Une nouvelle industrie est en train d'éclore à l'échelle internationale, celle des fonds d'investissement à visée sociale. Cette nouvelle génération de fonds, par exemple Acumen Fund aux Etats-Unis, Ignia au Mexique ou le Comptoir de l'innovation en France, investit avec l'objectif d'avoir un impact social positif tout en bénéficiant d'un possible retour sur investissement. Ils se distinguent des fonds d'investissement socialement responsables (ISR) classiques qui visent à faire des profits sans nuire à leur environnement naturel ou humain. Ces nouveaux fonds ont pour vocation de financer des entrepreneurs sociaux qui poursuivent une mission sociale tout en s'appuyant sur des activités commerciales pour générer tout ou partie des revenus nécessaires à leur fonctionnement.

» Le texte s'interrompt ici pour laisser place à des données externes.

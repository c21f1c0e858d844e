//! Named factories for pluggable backends
//!
//! Backends are chosen by name through the `metadata-provider`, `renderer`
//! and `code-formatter` options. Names are resolved before any work starts,
//! so an unknown name is a configuration error.

use std::collections::BTreeMap;
use std::path::PathBuf;

use super::formatter::{CodeFormatter, NoopFormatter, PrettyPleaseFormatter};
use super::renderer::{FacadeSettings, RustFacadeRenderer, SourceRenderer};
use crate::config::{BackendOptions, GeneratorConfig};
use crate::error::{CodegenError, Result};
use crate::metadata::{DdlMetadataProvider, MetadataProvider};

/// Builds a metadata provider from the run configuration
pub type ProviderFactory =
    fn(&GeneratorConfig, &BackendOptions) -> Result<Box<dyn MetadataProvider>>;

/// Builds a code formatter
pub type FormatterFactory = fn() -> Box<dyn CodeFormatter>;

/// Builds a renderer over a provider and formatter
pub type RendererFactory = for<'a> fn(
    &'a dyn MetadataProvider,
    Box<dyn CodeFormatter + 'a>,
    &BackendOptions,
) -> Box<dyn SourceRenderer + 'a>;

/// The backends selected for a run
#[derive(Clone, Copy)]
pub struct Backends {
    pub provider: ProviderFactory,
    pub renderer: RendererFactory,
    pub formatter: FormatterFactory,
}

/// Registry of named backend factories
#[derive(Clone)]
pub struct Registry {
    providers: BTreeMap<String, ProviderFactory>,
    renderers: BTreeMap<String, RendererFactory>,
    formatters: BTreeMap<String, FormatterFactory>,
}

impl Default for Registry {
    fn default() -> Self {
        let mut registry = Registry::empty();
        registry.register_provider("ddl", ddl_provider);
        registry.register_renderer("rust-facade", rust_facade_renderer);
        registry.register_formatter("prettyplease", prettyplease_formatter);
        registry.register_formatter("none", noop_formatter);
        registry
    }
}

impl Registry {
    /// A registry with nothing registered
    pub fn empty() -> Self {
        Self {
            providers: BTreeMap::new(),
            renderers: BTreeMap::new(),
            formatters: BTreeMap::new(),
        }
    }

    pub fn register_provider(&mut self, name: &str, factory: ProviderFactory) -> &mut Self {
        self.providers.insert(name.to_string(), factory);
        self
    }

    pub fn register_renderer(&mut self, name: &str, factory: RendererFactory) -> &mut Self {
        self.renderers.insert(name.to_string(), factory);
        self
    }

    pub fn register_formatter(&mut self, name: &str, factory: FormatterFactory) -> &mut Self {
        self.formatters.insert(name.to_string(), factory);
        self
    }

    /// Resolve the backends named by the options
    pub fn resolve(&self, options: &BackendOptions) -> Result<Backends> {
        Ok(Backends {
            provider: lookup(&self.providers, "metadata-provider", &options.metadata_provider)?,
            renderer: lookup(&self.renderers, "renderer", &options.renderer)?,
            formatter: lookup(&self.formatters, "code-formatter", &options.code_formatter)?,
        })
    }
}

fn lookup<F: Copy>(factories: &BTreeMap<String, F>, kind: &str, name: &str) -> Result<F> {
    factories.get(name).copied().ok_or_else(|| {
        let available: Vec<&str> = factories.keys().map(String::as_str).collect();
        CodegenError::ConfigError(format!(
            "Unknown {} '{}' (available: {})",
            kind,
            name,
            available.join(", ")
        ))
    })
}

/// DDL provider: the connection url names a schema file (`file:schema.sql` or a bare path)
fn ddl_provider(
    config: &GeneratorConfig,
    options: &BackendOptions,
) -> Result<Box<dyn MetadataProvider>> {
    let url = config.connection.url.as_deref().unwrap_or_default().trim();
    if url.is_empty() {
        return Err(CodegenError::ConfigError(
            "the ddl metadata provider needs a url of the form file:<schema.sql>".into(),
        ));
    }
    let path = PathBuf::from(url.strip_prefix("file:").unwrap_or(url));
    let provider = DdlMetadataProvider::from_file(&path, &options.ddl_default_schema)?;
    Ok(Box::new(provider))
}

fn prettyplease_formatter() -> Box<dyn CodeFormatter> {
    Box::new(PrettyPleaseFormatter)
}

fn noop_formatter() -> Box<dyn CodeFormatter> {
    Box::new(NoopFormatter)
}

fn rust_facade_renderer<'a>(
    provider: &'a dyn MetadataProvider,
    formatter: Box<dyn CodeFormatter + 'a>,
    options: &BackendOptions,
) -> Box<dyn SourceRenderer + 'a> {
    Box::new(RustFacadeRenderer::new(
        provider,
        formatter,
        FacadeSettings::from(options),
    ))
}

Les projections sur la taille de ce marché s'accordent pour dire que les investissements à visée sociale pourraient atteindre plus de 500 milliards de dollars (397 milliards d'euros) dans la décennie à venir
D'après une étude récente ("Insight into the Impact Investment Market", 2011) menée par JPMorgan Social Finance et le Global ImpactInvesting Network auprès de 52 fonds d'investissement à visée sociale, ces derniers prévoiraient d'investir à eux seuls 3,8 milliards de dollars en 2012.
OUTILS D'ÉVALUATION Pourtant, les entrepreneurs sociaux ont encore aujourd'hui du mal à lever les capitaux nécessaires au lancement puis au développement de leur organisation. Pour assurer une utilisation efficace des ressources disponibles, il est nécessaire que les fonds d'investissements, les entrepreneurs sociaux et les autorités publiques travaillent de concert. Les investisseurs doivent opérer un changement de mentalité. Il s'agit pour eux de valoriser l'impact social des organisations dans lesquelles ils investissent au moins autant que le retour financier qu'elles pourraient leur rapporter. Mais ils ont encore du mal à évaluer la performance sociale des organisations dans lesquelles ils investissent. Il est essentiel que les entrepreneurs sociaux participent activement au développement d'outils d'évaluation. Leur engagement auprès des créateurs de fonds à visée sociale permettra d'"éduquer" ces derniers, issus souvent du monde de l'investissement classique et qui doivent apprendre comment accompagner au mieux les entreprises sociales. Les autorités publiques ont, elles aussi, un rôle à jouer. Elles doivent notamment veiller à ce que l'environnement institutionnel facilite ces nouveaux types d'investissements et permette aux entrepreneurs sociaux d'accéder aux ressources qui leur sont nécessaires. Pour ce faire, elles devront poser les bases d'un cadre juridique propice au développement d'entreprises qui transcendent la division classique entre le secteur commercial à but lucratif et le secteur social à but non lucratif. Ces formes d'organisations hybrides, qui poursuivent une mission sociale tout en s'appuyant sur des activités commerciales pour générer les revenus nécessaires à leur fonctionnement, ouvrent la voie à une nouvelle façon de concevoir l'économie. A nous tous, investisseurs, entrepreneurs, gouvernants et consommateurs, de créer les conditions nécessaires au succès de ces initiatives.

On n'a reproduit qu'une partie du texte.